**The problem:**
In the listing below, count every line that contains "timestamp". Give nothing but the number.

** Opening Dataset entries block **

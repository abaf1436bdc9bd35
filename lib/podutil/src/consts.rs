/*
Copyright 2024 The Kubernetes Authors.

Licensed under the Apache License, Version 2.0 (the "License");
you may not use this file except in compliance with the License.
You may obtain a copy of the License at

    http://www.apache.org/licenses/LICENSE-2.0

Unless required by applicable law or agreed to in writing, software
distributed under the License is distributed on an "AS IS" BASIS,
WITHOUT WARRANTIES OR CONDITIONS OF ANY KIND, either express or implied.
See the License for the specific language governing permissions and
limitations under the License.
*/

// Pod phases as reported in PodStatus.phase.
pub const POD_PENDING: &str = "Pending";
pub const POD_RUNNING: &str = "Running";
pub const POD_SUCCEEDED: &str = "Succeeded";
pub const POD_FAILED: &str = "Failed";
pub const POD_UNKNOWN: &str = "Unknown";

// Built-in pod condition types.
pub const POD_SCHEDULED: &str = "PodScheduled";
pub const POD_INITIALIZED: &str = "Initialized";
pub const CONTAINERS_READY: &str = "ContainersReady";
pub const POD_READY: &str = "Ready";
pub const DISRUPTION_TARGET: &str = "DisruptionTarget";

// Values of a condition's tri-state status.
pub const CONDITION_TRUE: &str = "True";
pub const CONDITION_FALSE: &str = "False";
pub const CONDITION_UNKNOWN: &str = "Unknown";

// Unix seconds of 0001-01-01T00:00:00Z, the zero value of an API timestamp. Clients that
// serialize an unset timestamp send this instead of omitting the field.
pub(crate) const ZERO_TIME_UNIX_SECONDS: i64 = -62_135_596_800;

** Closing Dataset entries block **

**Output of the exercise:**
2